Women’s historians and Dukes v. Wal-mart, or what we learned from the Sears case

image courtesy of @ACLU via twitpic

via New Deal 2.0. which in honor of women’s history month, has a series of posts on “the surprising story of how women became citizens — and how their economic lives have evolved along with their rights.” Yesterday’s post considers the oral arguments that will be made before the U.S. Supreme Court  in the Dukes v. Wal-mart Stores, Inc. case “that will determine the power of women — and all Americans — to stand up to employer abuses.

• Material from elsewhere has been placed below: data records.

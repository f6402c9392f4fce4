//! # Money Module
//!
//! Provides the `Money` type for handling monetary values safely.
//!
//! ## Whole Rupees, No Floats
//! ```text
//! ┌─────────────────────────────────────────────────────────────────────────┐
//! │  Storefront prices are whole rupees: ₹299, ₹44,990                     │
//! │                                                                         │
//! │  The only fractional step is GST (18%), which is rounded straight      │
//! │  back to whole rupees:                                                 │
//! │    ₹500 × 18% = ₹90                                                    │
//! │    ₹259 × 18% = ₹46.62 → ₹47                                           │
//! │                                                                         │
//! │  Rounding is done in integer basis-point math, never in f64.           │
//! └─────────────────────────────────────────────────────────────────────────┘
//! ```
//!
//! ## Overflow
//! Cart lines can come back from storage with any price and quantity, so
//! arithmetic saturates at the `i64` bounds instead of panicking.
//!
//! ## Usage
//! ```rust
//! use grooso_core::money::Money;
//!
//! let price = Money::from_rupees(299);
//! let line_total = price.multiply_quantity(3);
//! assert_eq!(line_total.rupees(), 897);
//! ```

use serde::{Deserialize, Serialize};
use std::fmt;
use std::iter::Sum;
use std::ops::{Add, AddAssign, Mul, Sub, SubAssign};
use ts_rs::TS;

use crate::types::TaxRate;

// =============================================================================
// Money Type
// =============================================================================

/// A monetary value in whole rupees.
///
/// ## Design Decisions
/// - **i64 (signed)**: subtraction (savings, remaining-to-free-delivery)
///   can go through negative intermediates safely
/// - **Single field tuple struct**: serializes as a bare JSON number, which is
///   what the stored cart snapshot and the front end expect
///
/// ## Where Money is Used
/// ```text
/// Product.price ──► LineItem.unit_price ──► line total ──► Cart subtotal
///                                                              │
///                               delivery fee ◄─────────────────┤
///                               tax (18%)    ◄─────────────────┤
///                                                              ▼
///                                                         Cart total
/// ```
#[derive(Debug, Clone, Copy, PartialEq, Eq, PartialOrd, Ord, Hash, Serialize, Deserialize, TS)]
#[ts(export)]
pub struct Money(i64);

impl Money {
    /// Creates a Money value from whole rupees.
    ///
    /// ## Example
    /// ```rust
    /// use grooso_core::money::Money;
    ///
    /// let price = Money::from_rupees(999);
    /// assert_eq!(price.rupees(), 999);
    /// ```
    #[inline]
    pub const fn from_rupees(rupees: i64) -> Self {
        Money(rupees)
    }

    /// Returns the value in rupees.
    #[inline]
    pub const fn rupees(&self) -> i64 {
        self.0
    }

    /// Returns zero money value.
    #[inline]
    pub const fn zero() -> Self {
        Money(0)
    }

    /// Checks if the value is zero.
    #[inline]
    pub const fn is_zero(&self) -> bool {
        self.0 == 0
    }

    /// Checks if the value is negative (less than zero).
    #[inline]
    pub const fn is_negative(&self) -> bool {
        self.0 < 0
    }

    /// Clamps negative values to zero.
    ///
    /// ## Example
    /// ```rust
    /// use grooso_core::money::Money;
    ///
    /// assert_eq!(Money::from_rupees(-20).non_negative(), Money::zero());
    /// assert_eq!(Money::from_rupees(20).non_negative().rupees(), 20);
    /// ```
    #[inline]
    pub const fn non_negative(&self) -> Self {
        if self.0 < 0 {
            Money(0)
        } else {
            Money(self.0)
        }
    }

    /// Calculates tax at `rate`, rounded to whole rupees.
    ///
    /// ## Rounding
    /// Half rounds toward positive infinity, i.e. `floor(x + 0.5)`:
    /// ```text
    /// amount × bps / 10000          exact tax
    /// (amount × bps + 5000) / 10000 rounded, via Euclidean division
    /// ```
    /// Euclidean division keeps the same rule for negative amounts
    /// (-0.5 → 0, -1.5 → -1).
    ///
    /// ## Example
    /// ```rust
    /// use grooso_core::money::Money;
    /// use grooso_core::types::TaxRate;
    ///
    /// let gst = TaxRate::from_bps(1800);
    /// assert_eq!(Money::from_rupees(500).calculate_tax(gst).rupees(), 90);
    /// assert_eq!(Money::from_rupees(259).calculate_tax(gst).rupees(), 47);
    /// ```
    pub fn calculate_tax(&self, rate: TaxRate) -> Money {
        // i128 so large carts cannot overflow the intermediate product
        let scaled = self.0 as i128 * rate.bps() as i128 + 5000;
        Money::from_rupees(scaled.div_euclid(10_000) as i64)
    }

    /// Multiplies money by a quantity, saturating at the `i64` bounds.
    ///
    /// ## Example
    /// ```rust
    /// use grooso_core::money::Money;
    ///
    /// let unit_price = Money::from_rupees(249);
    /// assert_eq!(unit_price.multiply_quantity(2).rupees(), 498);
    /// ```
    #[inline]
    pub const fn multiply_quantity(&self, qty: u32) -> Self {
        Money(self.0.saturating_mul(qty as i64))
    }

    /// Percentage saved going from `original` to `current`, rounded.
    ///
    /// Returns 0 when `original` is missing, zero, or equal to `current`.
    ///
    /// ## Example
    /// ```rust
    /// use grooso_core::money::Money;
    ///
    /// let pct = Money::discount_percent(Some(Money::from_rupees(349)), Money::from_rupees(299));
    /// assert_eq!(pct, 14);
    /// ```
    pub fn discount_percent(original: Option<Money>, current: Money) -> i64 {
        let Some(original) = original else {
            return 0;
        };
        if original.is_zero() || original == current {
            return 0;
        }

        // round((original - current) / original × 100), half up
        let numerator = (original.0 as i128 - current.0 as i128) * 200 + original.0 as i128;
        numerator.div_euclid(2 * original.0 as i128) as i64
    }
}

// =============================================================================
// Trait Implementations
// =============================================================================

/// Debug-friendly display (`₹1299`). Use `ConfigState::format_currency` for
/// grouped, user-facing output.
impl fmt::Display for Money {
    fn fmt(&self, f: &mut fmt::Formatter<'_>) -> fmt::Result {
        let sign = if self.0 < 0 { "-" } else { "" };
        write!(f, "{}₹{}", sign, self.0.abs())
    }
}

impl Default for Money {
    fn default() -> Self {
        Money::zero()
    }
}

impl Add for Money {
    type Output = Self;

    #[inline]
    fn add(self, other: Self) -> Self {
        Money(self.0.saturating_add(other.0))
    }
}

impl AddAssign for Money {
    #[inline]
    fn add_assign(&mut self, other: Self) {
        self.0 = self.0.saturating_add(other.0);
    }
}

impl Sub for Money {
    type Output = Self;

    #[inline]
    fn sub(self, other: Self) -> Self {
        Money(self.0.saturating_sub(other.0))
    }
}

impl SubAssign for Money {
    #[inline]
    fn sub_assign(&mut self, other: Self) {
        self.0 = self.0.saturating_sub(other.0);
    }
}

impl Mul<u32> for Money {
    type Output = Self;

    #[inline]
    fn mul(self, qty: u32) -> Self {
        self.multiply_quantity(qty)
    }
}

impl Sum for Money {
    fn sum<I: Iterator<Item = Money>>(iter: I) -> Self {
        iter.fold(Money::zero(), Add::add)
    }
}

// =============================================================================
// Unit Tests
// =============================================================================

#[cfg(test)]
mod tests {
    use super::*;

    #[test]
    fn test_display() {
        assert_eq!(format!("{}", Money::from_rupees(1299)), "₹1299");
        assert_eq!(format!("{}", Money::from_rupees(0)), "₹0");
        assert_eq!(format!("{}", Money::from_rupees(-50)), "-₹50");
    }

    #[test]
    fn test_arithmetic() {
        let a = Money::from_rupees(1000);
        let b = Money::from_rupees(500);

        assert_eq!((a + b).rupees(), 1500);
        assert_eq!((a - b).rupees(), 500);
        assert_eq!((a * 3).rupees(), 3000);

        let total: Money = vec![a, b, b].into_iter().sum();
        assert_eq!(total.rupees(), 2000);
    }

    #[test]
    fn test_arithmetic_saturates() {
        let max = Money::from_rupees(i64::MAX);

        assert_eq!(max.multiply_quantity(2), max);
        assert_eq!(max + Money::from_rupees(50), max);
        let min = Money::from_rupees(i64::MIN);
        assert_eq!(min - Money::from_rupees(1), min);

        let mut acc = max;
        acc += max;
        assert_eq!(acc, max);

        let total: Money = vec![max, max, Money::from_rupees(1)].into_iter().sum();
        assert_eq!(total, max);
    }

    #[test]
    fn test_gst_exact() {
        let gst = TaxRate::from_bps(1800);
        assert_eq!(Money::from_rupees(500).calculate_tax(gst).rupees(), 90);
        assert_eq!(Money::from_rupees(1000).calculate_tax(gst).rupees(), 180);
    }

    #[test]
    fn test_gst_rounding() {
        let gst = TaxRate::from_bps(1800);
        // 259 × 0.18 = 46.62 → 47
        assert_eq!(Money::from_rupees(259).calculate_tax(gst).rupees(), 47);
        // 249 × 0.18 = 44.82 → 45
        assert_eq!(Money::from_rupees(249).calculate_tax(gst).rupees(), 45);
        // 998 × 0.18 = 179.64 → 180
        assert_eq!(Money::from_rupees(998).calculate_tax(gst).rupees(), 180);
        // 25 × 0.18 = 4.5 → 5 (half rounds up)
        assert_eq!(Money::from_rupees(25).calculate_tax(gst).rupees(), 5);
    }

    #[test]
    fn test_tax_rounding_negative_half() {
        let gst = TaxRate::from_bps(1800);
        // -25 × 0.18 = -4.5 → -4 (floor(x + 0.5))
        assert_eq!(Money::from_rupees(-25).calculate_tax(gst).rupees(), -4);
    }

    #[test]
    fn test_discount_percent() {
        let pct = |orig: i64, cur: i64| {
            Money::discount_percent(Some(Money::from_rupees(orig)), Money::from_rupees(cur))
        };
        // (349 - 299) / 349 = 14.33% → 14
        assert_eq!(pct(349, 299), 14);
        // (1299 - 999) / 1299 = 23.09% → 23
        assert_eq!(pct(1299, 999), 23);
        // (899 - 599) / 899 = 33.37% → 33
        assert_eq!(pct(899, 599), 33);
        // (200 - 100) / 200 = 50%
        assert_eq!(pct(200, 100), 50);
        // (8 - 7) / 8 = 12.5% → 13 (half rounds up)
        assert_eq!(pct(8, 7), 13);
    }

    #[test]
    fn test_discount_percent_extreme_prices() {
        // original - current would overflow i64
        let pct = Money::discount_percent(
            Some(Money::from_rupees(i64::MAX)),
            Money::from_rupees(i64::MIN),
        );
        assert_eq!(pct, 200);
    }

    #[test]
    fn test_discount_percent_without_original() {
        assert_eq!(Money::discount_percent(None, Money::from_rupees(299)), 0);
        assert_eq!(
            Money::discount_percent(Some(Money::from_rupees(299)), Money::from_rupees(299)),
            0
        );
        assert_eq!(
            Money::discount_percent(Some(Money::zero()), Money::from_rupees(10)),
            0
        );
    }

    #[test]
    fn test_non_negative() {
        assert_eq!(Money::from_rupees(-1).non_negative(), Money::zero());
        assert_eq!(Money::from_rupees(1).non_negative().rupees(), 1);
    }

    #[test]
    fn test_serializes_as_bare_number() {
        let json = serde_json::to_string(&Money::from_rupees(260)).unwrap();
        assert_eq!(json, "260");
        let back: Money = serde_json::from_str("260").unwrap();
        assert_eq!(back.rupees(), 260);
    }
}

While I wait to see what the SCOTUS says in this case, I’ll reflect on another case involving a retail giant — Sears — that happened 25 years ago when I was just a wee Clio graduate student at Cornell.  In the Fall of 1986, the hot topic among those of use studying women’s history was the recently decided district court case, EEOC v. Sears, in which two prominent women’s historians, Rosalind Rosenberg  and Alice Kessler-Harris served as expert witnesses.  Rosenberg, testifying on behalf of Sears, argued  “Men and women differ in their expectations
concerning work, in their interests as to the types of jobs they prefer or the types of products they prefer to sell. . It iss naive to believe that the natural effect of these differences is evidence of discrimination by Sears.” In other words, the reason that men were in high paying commission sales jobs (e.g. automotive, appliances) was because women chose other areas to work.

Kessler-Harris countered, “What appear to be women’s choices, and what are characterized as women’s ‘interests’ are, in fact, heavily influenced by the opportunities for work made available to them . . . Where opportunity has existed, women have never failed to take the jobs offered. . . . Failure to find women in so-called non-traditionall jobs can thus only be interpreted as a consequence of employers’ unexamined attitudes or preferences, which phenomenon is the essence of discrimination.”

Unfortunately for the EEOC who filed on behalf of female employees, the court believed Rosenberg and declared that Sears did not discriminate based on sex.  As Ruth Milkman observed in her analysis of the case in Feminist Studies in 1986, “Historians, even feminist historians, frequently disagree with one another. But it is difficult to imagine a forum less tolerant of the nuanced, careful arguments in which historians delight than a courtroom.”

This may explain why, to my knowledge at least, there haven’t been any women’s historians speaking about the Dukes case.  Then again, maybe like me, they’re waiting to hear what happens with the Supremes.  Based on early reports, things don’t look encouraging.